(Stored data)
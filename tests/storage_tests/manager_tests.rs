//! Tests for StorageManager
//!
//! These tests verify:
//! - Opening/creating storage directories
//! - Flushing MemTable to SSTable
//! - Querying across multiple SSTables
//! - Tombstone handling across SSTables
//! - Persistence (restart and rediscover SSTables)

use std::path::PathBuf;
use serengeti_core::memtable::MemTable;
use serengeti_core::storage::StorageManager;
use serengeti_core::CoreError;
use tempfile::TempDir;

// =============================================================================
// Helper Functions
// =============================================================================

fn setup_temp_storage() -> (TempDir, PathBuf) {
    let temp_dir = TempDir::new().unwrap();
    let path = temp_dir.path().to_path_buf();
    (temp_dir, path)
}

fn create_memtable_with_entries(entries: &[(&[u8], &[u8])]) -> MemTable {
    let memtable = MemTable::new();
    for (key, value) in entries {
        memtable.put(key.to_vec(), value.to_vec());
    }
    memtable
}

// =============================================================================
// Open/Create Tests
// =============================================================================

#[test]
fn test_open_creates_directory() {
    let temp_dir = TempDir::new().unwrap();
    let path = temp_dir.path().join("new_storage");

    assert!(!path.exists());

    let _manager = StorageManager::open(&path).unwrap();

    assert!(path.exists());
    assert!(path.is_dir());
}

#[test]
fn test_open_empty_directory() {
    let (_temp, path) = setup_temp_storage();

    let manager = StorageManager::open(&path).unwrap();

    assert_eq!(manager.sstable_count(), 0);
    assert_eq!(manager.next_sstable_id(), 1);
}

#[test]
fn test_open_existing_directory() {
    let (_temp, path) = setup_temp_storage();

    // First open - create some SSTables
    {
        let mut manager = StorageManager::open(&path).unwrap();

        let memtable = create_memtable_with_entries(&[(b"k1", b"v1")]);
        manager.flush(&memtable).unwrap();

        let memtable = create_memtable_with_entries(&[(b"k2", b"v2")]);
        manager.flush(&memtable).unwrap();

        assert_eq!(manager.sstable_count(), 2);
    }

    // Second open - should discover existing SSTables
    {
        let manager = StorageManager::open(&path).unwrap();

        assert_eq!(manager.sstable_count(), 2);
        assert_eq!(manager.next_sstable_id(), 3); // Continues from max + 1
    }
}

// =============================================================================
// Flush Tests
// =============================================================================

#[test]
fn test_flush_single_memtable() {
    let (_temp, path) = setup_temp_storage();
    let mut manager = StorageManager::open(&path).unwrap();

    let memtable = create_memtable_with_entries(&[
        (b"apple", b"red"),
        (b"banana", b"yellow"),
        (b"cherry", b"red"),
    ]);

    let metadata = manager.flush(&memtable).unwrap();

    assert_eq!(metadata.entry_count, 3);
    assert_eq!(manager.sstable_count(), 1);
}

#[test]
fn test_flush_empty_memtable_fails() {
    let (_temp, path) = setup_temp_storage();
    let mut manager = StorageManager::open(&path).unwrap();

    let memtable = MemTable::new();
    let result = manager.flush(&memtable);

    assert!(result.is_err());
    assert!(matches!(result.unwrap_err(), CoreError::Storage(_)));
}

#[test]
fn test_flush_multiple_memtables() {
    let (_temp, path) = setup_temp_storage();
    let mut manager = StorageManager::open(&path).unwrap();

    // Flush three MemTables
    for i in 0..3 {
        let key = format!("key{}", i);
        let value = format!("value{}", i);
        let memtable = create_memtable_with_entries(&[(key.as_bytes(), value.as_bytes())]);
        manager.flush(&memtable).unwrap();
    }

    assert_eq!(manager.sstable_count(), 3);
}

#[test]
fn test_flush_with_tombstones() {
    let (_temp, path) = setup_temp_storage();
    let mut manager = StorageManager::open(&path).unwrap();

    let memtable = MemTable::new();
    memtable.put(b"key1".to_vec(), b"value1".to_vec());
    memtable.delete(b"key2".to_vec()); // Tombstone
    memtable.put(b"key3".to_vec(), b"value3".to_vec());

    let metadata = manager.flush(&memtable).unwrap();

    assert_eq!(metadata.entry_count, 3); // Includes tombstone
}

// =============================================================================
// Get Tests
// =============================================================================

#[test]
fn test_get_from_single_sstable() {
    let (_temp, path) = setup_temp_storage();
    let mut manager = StorageManager::open(&path).unwrap();

    let memtable = create_memtable_with_entries(&[
        (b"key1", b"value1"),
        (b"key2", b"value2"),
    ]);
    manager.flush(&memtable).unwrap();

    assert_eq!(manager.get(b"key1").unwrap(), Some(b"value1".to_vec()));
    assert_eq!(manager.get(b"key2").unwrap(), Some(b"value2".to_vec()));
    assert_eq!(manager.get(b"key3").unwrap(), None); // Not found
}

#[test]
fn test_get_from_multiple_sstables() {
    let (_temp, path) = setup_temp_storage();
    let mut manager = StorageManager::open(&path).unwrap();

    // SSTable 1: k1, k2
    let memtable = create_memtable_with_entries(&[(b"k1", b"v1"), (b"k2", b"v2")]);
    manager.flush(&memtable).unwrap();

    // SSTable 2: k3, k4
    let memtable = create_memtable_with_entries(&[(b"k3", b"v3"), (b"k4", b"v4")]);
    manager.flush(&memtable).unwrap();

    // All keys should be found
    assert_eq!(manager.get(b"k1").unwrap(), Some(b"v1".to_vec()));
    assert_eq!(manager.get(b"k2").unwrap(), Some(b"v2".to_vec()));
    assert_eq!(manager.get(b"k3").unwrap(), Some(b"v3".to_vec()));
    assert_eq!(manager.get(b"k4").unwrap(), Some(b"v4".to_vec()));
}

#[test]
fn test_get_newer_overrides_older() {
    let (_temp, path) = setup_temp_storage();
    let mut manager = StorageManager::open(&path).unwrap();

    // SSTable 1: key → "old"
    let memtable = create_memtable_with_entries(&[(b"key", b"old")]);
    manager.flush(&memtable).unwrap();

    // SSTable 2: key → "new" (overwrites)
    let memtable = create_memtable_with_entries(&[(b"key", b"new")]);
    manager.flush(&memtable).unwrap();

    // Should get newer value
    assert_eq!(manager.get(b"key").unwrap(), Some(b"new".to_vec()));
}

#[test]
fn test_get_tombstone_hides_older_value() {
    let (_temp, path) = setup_temp_storage();
    let mut manager = StorageManager::open(&path).unwrap();

    // SSTable 1: key → "value"
    let memtable = create_memtable_with_entries(&[(b"key", b"value")]);
    manager.flush(&memtable).unwrap();

    // SSTable 2: key → TOMBSTONE
    let memtable = MemTable::new();
    memtable.delete(b"key".to_vec());
    manager.flush(&memtable).unwrap();

    // Should return None (key was deleted)
    assert_eq!(manager.get(b"key").unwrap(), None);
}

#[test]
fn test_get_not_found() {
    let (_temp, path) = setup_temp_storage();
    let mut manager = StorageManager::open(&path).unwrap();

    let memtable = create_memtable_with_entries(&[(b"exists", b"value")]);
    manager.flush(&memtable).unwrap();

    // Key that doesn't exist
    assert_eq!(manager.get(b"not_exists").unwrap(), None);
}

// =============================================================================
// Persistence Tests
// =============================================================================

#[test]
fn test_persistence_across_restart() {
    let (_temp, path) = setup_temp_storage();

    // Write data and close
    {
        let mut manager = StorageManager::open(&path).unwrap();
        let memtable = create_memtable_with_entries(&[
            (b"key1", b"value1"),
            (b"key2", b"value2"),
        ]);
        manager.flush(&memtable).unwrap();
    }

    // Reopen and verify data persisted
    {
        let mut manager = StorageManager::open(&path).unwrap();
        assert_eq!(manager.get(b"key1").unwrap(), Some(b"value1".to_vec()));
        assert_eq!(manager.get(b"key2").unwrap(), Some(b"value2".to_vec()));
    }
}

#[test]
fn test_persistence_multiple_sstables() {
    let (_temp, path) = setup_temp_storage();

    // Create multiple SSTables
    {
        let mut manager = StorageManager::open(&path).unwrap();

        for i in 0..5 {
            let key = format!("key{}", i);
            let value = format!("value{}", i);
            let memtable = create_memtable_with_entries(&[(key.as_bytes(), value.as_bytes())]);
            manager.flush(&memtable).unwrap();
        }
    }

    // Reopen and verify
    {
        let mut manager = StorageManager::open(&path).unwrap();
        assert_eq!(manager.sstable_count(), 5);

        for i in 0..5 {
            let key = format!("key{}", i);
            let expected = format!("value{}", i);
            assert_eq!(
                manager.get(key.as_bytes()).unwrap(),
                Some(expected.into_bytes())
            );
        }
    }
}

#[test]
fn test_persistence_overwrites() {
    let (_temp, path) = setup_temp_storage();

    // Write old value
    {
        let mut manager = StorageManager::open(&path).unwrap();
        let memtable = create_memtable_with_entries(&[(b"key", b"old")]);
        manager.flush(&memtable).unwrap();
    }

    // Write new value
    {
        let mut manager = StorageManager::open(&path).unwrap();
        let memtable = create_memtable_with_entries(&[(b"key", b"new")]);
        manager.flush(&memtable).unwrap();
    }

    // Reopen and verify newest value
    {
        let mut manager = StorageManager::open(&path).unwrap();
        assert_eq!(manager.get(b"key").unwrap(), Some(b"new".to_vec()));
    }
}

// =============================================================================
// Edge Cases
// =============================================================================

#[test]
fn test_large_flush() {
    let (_temp, path) = setup_temp_storage();
    let mut manager = StorageManager::open(&path).unwrap();

    let memtable = MemTable::new();
    for i in 0..1000 {
        let key = format!("key{:04}", i);
        let value = format!("value{}", i);
        memtable.put(key.into_bytes(), value.into_bytes());
    }

    let metadata = manager.flush(&memtable).unwrap();
    assert_eq!(metadata.entry_count, 1000);

    // Spot check some entries
    assert_eq!(
        manager.get(b"key0500").unwrap(),
        Some(b"value500".to_vec())
    );
}

#[test]
fn test_sstable_ids_continue_after_restart() {
    let (_temp, path) = setup_temp_storage();

    // Create 3 SSTables
    {
        let mut manager = StorageManager::open(&path).unwrap();
        for _ in 0..3 {
            let memtable = create_memtable_with_entries(&[(b"k", b"v")]);
            manager.flush(&memtable).unwrap();
        }
        assert_eq!(manager.next_sstable_id(), 4);
    }

    // Reopen - next ID should continue from 4
    {
        let manager = StorageManager::open(&path).unwrap();
        assert_eq!(manager.next_sstable_id(), 4);
    }
}

#[test]
fn test_ignores_non_sstable_files() {
    let (_temp, path) = setup_temp_storage();

    // Create a valid SSTable
    {
        let mut manager = StorageManager::open(&path).unwrap();
        let memtable = create_memtable_with_entries(&[(b"k", b"v")]);
        manager.flush(&memtable).unwrap();
    }

    // Create some non-SSTable files
    std::fs::write(path.join("random.txt"), b"not an sstable").unwrap();
    std::fs::write(path.join("sstable_abc.sst"), b"bad id").unwrap();
    std::fs::write(path.join("other_000001.sst"), b"wrong prefix").unwrap();

    // Reopen - should only see the one valid SSTable
    {
        let manager = StorageManager::open(&path).unwrap();
        assert_eq!(manager.sstable_count(), 1);
    }
}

WHAT THE EXERCISE ASKS: In the entries above, find the line with "use tempfile::TempDir;" and the line with "let path = temp_dir.path().to_path_buf();", then set down exactly those two and every line between them, nothing else.

EXERCISE RESPONSE:
use tempfile::TempDir;

// =============================================================================
// Helper Functions
// =============================================================================

fn setup_temp_storage() -> (TempDir, PathBuf) {
    let temp_dir = TempDir::new().unwrap();
    let path = temp_dir.path().to_path_buf();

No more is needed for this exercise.